Jakarta, NU Online
Presiden Joko Widodo dalam debat capres dan cawapres pada Kamis (17/1) malam mengatakan bahwa akan membuat pusat legislasi nasional yang langsung dikontrol presiden. Ketua Pengurus Besar Nahdlatul Ulama (PBNU) Bidang Hukum, HAM, dan Perundang-undangan H Robikin Emhas mendukung rencana tersebut jika dapat melahirkan peraturan perundang-undangan yang harmonis dan sinkron.
"Jika Pusat Legislasi Nasional dimaksudkan untuk memastikan agar seluruh peraturan perundang-undangan yang dilahirkan sejalan dengan konstitusi dan nilai-nilai Pancasila, dan dapat mencegah lahirnya peraturan perundang-undangan yang tidak harmonis, tidak sinkron, tumpang-tindih dan saling bertentangan satu dengan lainnya, kita dukung," kata Robikin kepada NU Online pada Jumat (18/1).
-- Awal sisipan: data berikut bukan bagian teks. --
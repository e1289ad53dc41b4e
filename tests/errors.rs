//! The failure contract: compilation stops at the first error, and each
//! taxonomy variant surfaces with the offending lexeme in its message.

use rkissc::CompileError;

fn fail(source: &str) -> CompileError {
  rkissc::compile(source).expect_err("compilation should have failed")
}

#[test]
fn duplicate_identifier() {
  let err = fail("VAR X VAR X BEGIN END.");
  assert!(matches!(&err, CompileError::DuplicateIdentifier { name } if name == "X"));
  assert_eq!(err.to_string(), "duplicate identifier \"X\"");
}

#[test]
fn undefined_identifier_in_an_expression() {
  let err = fail("VAR X BEGIN X = Y + 1 END.");
  assert!(matches!(&err, CompileError::UndefinedIdentifier { name } if name == "Y"));
}

#[test]
fn undefined_identifier_in_read_list() {
  let err = fail("BEGIN READ(A) END.");
  assert!(matches!(err, CompileError::UndefinedIdentifier { .. }));
}

#[test]
fn unrecognized_keyword_before_the_main_block() {
  let err = fail("HALT BEGIN END.");
  assert_eq!(err.to_string(), "unrecognized keyword \"HALT\"");
}

#[test]
fn unexpected_character() {
  let err = fail("BEGIN @ END.");
  assert!(matches!(err, CompileError::UnexpectedCharacter { found: '@', .. }));
}

#[test]
fn mismatched_block_terminator() {
  let err = fail("VAR X = 1 BEGIN WHILE X > 0 X = X - 1 ENDIF END.");
  assert_eq!(err.to_string(), "expected \"ENDWHILE\", but got \"ENDIF\"");
}

#[test]
fn missing_program_sentinel_is_supplied_virtually() {
  // End-of-input acts as the sentinel, so a program lacking the literal
  // `.` still terminates cleanly.
  assert!(rkissc::compile("BEGIN END").is_ok());
}

#[test]
fn error_messages_fit_on_a_single_line() {
  for source in [
    "VAR X VAR X BEGIN END.",
    "BEGIN X = 1 END.",
    "HALT BEGIN END.",
    "BEGIN @ END.",
    "VAR X BEGIN IF X X = 1 ENDWHILE END.",
  ] {
    let message = fail(source).to_string();
    assert!(!message.contains('\n'), "multi-line message: {message:?}");
  }
}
Selain hal itu, Robikin juga melihat bahwa saat ini Indonesia sudah over regulasi atau obesitas regulasi. Tahun 2017 saja, misalnya, disinyalir terdapat 62.000 peraturan perundangan-undangan. Hal itu, lanjutnya, belum termasuk 32.000 undang-undang organik (peraturan perundangan-undangan di bawah undang-undang) yang dibatalkan Kemendagri. "Jumlah yang sangat banyak untuk suatu negara kesatuan," ucapnya.
Terlebih, perundang-undangan itu tidak lahir dari koordinasi antarkementerian dan lembaga karena ego sektoral yang masih sangat menonjol. Tak jarang karena hal itu, ditemukan adanya peraturan perundang-undangan yang satu dengan yang lain tidak harmonis, tidak sinkron, tumpang-tindih dan saling bertentangan.
"Dampaknya, birokrasi menjadi panjang dan rumit, terjadi ketidakpastian hukum, serta mengganggu iklim investasi," terang Robikin.
Meskipun sudah ada Badan Pembinaan Hukum Nasional (BPHN), ia khawatir tidak memberi dampak maksimal. "Merevitalisasi peran dan fungsi BPHN itu diantara pilihannya. Namun dikhawatirkan tidak memberi dampak maksimal," pungkasnya. (Syakir NF/Ahmad Rozali)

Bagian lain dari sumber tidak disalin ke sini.